Mother Cabrini statue is unveiled today at the South Cove

I wondered what this space was being prepped for, just south of South Cove, and it turns out to be a statue of Mother Cabrini — Saint Frances Xavier Cabrini — which Gov. Cuomo unveiled today in Battery Park City, honoring a one-time New Yorker who founded schools, hospitals and orphanages around the turn of the last century. N. got the photos after the fact and chatted with the artists, Jill Burkee and Giancarlo Biagi.

Cuomo wanted to honor an Italian American (maybe since Columbus himself is no longer considered much of a hero?) and bring some symbolic balance to the statues around the city: there are 150 and five of them are women (you can’t count fictional women, if you are about to cite Alice in Wonderland). Chirlane McCray and then-Deputy Mayor Alicia Glen started that initiative two years ago. But I am sure there are other political machinations afoot, since this seems an odd time and an odd place for the statue.

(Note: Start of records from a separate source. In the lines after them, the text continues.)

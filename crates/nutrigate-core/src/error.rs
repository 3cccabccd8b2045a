//! Error types for `nutrigate-core`.

use serde::Serialize;
use thiserror::Error;

use crate::{identity::UserCategory, permission::Resource};

/// A resource name the permission matrix has no row for.
#[derive(Debug, Clone, PartialEq, Eq, Error)]
#[error("unknown resource: {0:?}")]
pub struct UnknownResource(pub String);

/// Every way authentication or authorization can fail.
#[derive(Debug, Error)]
pub enum AuthError {
  #[error("authorization token is required")]
  MissingToken,

  #[error("invalid authorization header format (expected 'Bearer <token>')")]
  MalformedHeader,

  #[error("token is invalid or has expired")]
  InvalidOrExpiredToken,

  #[error("{category} may not access {resource}; requires {required}")]
  PermissionDenied {
    category: UserCategory,
    resource: Resource,
    required: String,
  },

  #[error("access to unknown resource {0:?} denied")]
  UnknownResource(String),

  #[error("database error: {0}")]
  Store(#[source] Box<dyn std::error::Error + Send + Sync>),
}

impl AuthError {
  pub fn store(e: impl std::error::Error + Send + Sync + 'static) -> Self {
    AuthError::Store(Box::new(e))
  }

  /// HTTP-style status class.
  pub fn status(&self) -> u16 {
    match self {
      AuthError::MissingToken
      | AuthError::MalformedHeader
      | AuthError::InvalidOrExpiredToken => 401,
      AuthError::PermissionDenied { .. } | AuthError::UnknownResource(_) => 403,
      AuthError::Store(_) => 500,
    }
  }

  /// Machine-readable code.
  pub fn code(&self) -> &'static str {
    match self {
      AuthError::MissingToken => "NO_TOKEN",
      AuthError::MalformedHeader => "MALFORMED_HEADER",
      AuthError::InvalidOrExpiredToken => "INVALID_TOKEN",
      AuthError::PermissionDenied { .. } => "PERMISSION_DENIED",
      AuthError::UnknownResource(_) => "UNKNOWN_RESOURCE",
      AuthError::Store(_) => "DB_ERROR",
    }
  }

  pub fn failure(&self) -> Failure {
    Failure {
      status:  self.status(),
      code:    self.code(),
      message: self.to_string(),
    }
  }
}

impl From<UnknownResource> for AuthError {
  fn from(e: UnknownResource) -> Self { AuthError::UnknownResource(e.0) }
}

/// Structured failure handed to the transport layer for serialization.
#[derive(Debug, Clone, PartialEq, Eq, Serialize)]
pub struct Failure {
  pub status:  u16,
  pub code:    &'static str,
  pub message: String,
}

pub type Result<T, E = AuthError> = std::result::Result<T, E>;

“Now, Italian Americans have two great statues in New York City – the Christopher Columbus statue and the Mother Cabrini statue,” Cuomo announced at the Columbus Citizens Foundation Celebration Gala this past weekend, “and they will serve to educate a new generation of New Yorkers and all the international tourists who come here on the proud and true legacy of Italian Americans, who we are, and what we have done to make this country that we love so much even better.”

Cuomo has been busy adding memorials to our neighborhoods — though on state property — over the past couple years. He has one scheduled for the end of Chambers at North End Avenue to honor the Puerto Rican victims of Hurricane Maria, and in 2018, unveiled one in Hudson River Park in the Village that honors the LGBT victims of the Orlando Pulse nightclub shooting. Battery Park City already has the Irish Hunger Memorial, the 9/11 memorial in South Cove, the NYC Police Memorial wall, and a section of the Berlin Wall.

Frances Cabrini was born in Italy in 1850 and as the youngest of 13 students, was driven to join a missionary. Yet because of her poor health, her own teachers wouldn’t have her as a nun so she founded her own mission along with several other women. The group taught catechism classes and established several orphanages in Italy, but in an audience with Pope Leo XIII they were instructed to “go west.” The Missionary Sisters of the Sacred Heart of Jesus landed in New York City in 1889 and opened their first orphanage in Ulster County in 1890.

She then founded Columbus Hospital in 1892 in a residence on 12th Street, which would eventually become Cabrini Medical Center until its closure in 2008. But the sisters also founded schools, hospitals and orphanages all over the country, and it was in Chicago that she died, while wrapping Christmas candy for children, on Dec. 22, 1917.

She was canonized in 1946 by Pope Pius XII — she is now considered the patron saint of immigrants, though she became a US citizen in 1909 — and her body was exhumed, as I guess is typical for saints, divided and distributed to shrines around the world. Here in the city, her shrine is at the base of Fort Tryon Park in Inwood.